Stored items
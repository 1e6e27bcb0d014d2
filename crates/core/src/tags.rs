/// Split a comma-separated tag list, trimming whitespace around each tag and
/// dropping empty entries. Order is preserved.
pub fn parse_tags(raw: &str) -> Vec<String> {
    raw.split(',')
        .map(str::trim)
        .filter(|t| !t.is_empty())
        .map(ToOwned::to_owned)
        .collect()
}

- **Your goal**: Without altering anything, print all of the data again.

- **Written response**:
repository 1e6e27bcb0d014d2
filename crates/core/src/tags.rs
/// Split a comma-separated tag list, trimming whitespace around each tag and
/// dropping empty entries. Order is preserved.
pub fn parse_tags(raw: &str) -> Vec<String> {
    raw.split(',')
        .map(str::trim)
        .filter(|t| !t.is_empty())
        .map(ToOwned::to_owned)
        .collect()
}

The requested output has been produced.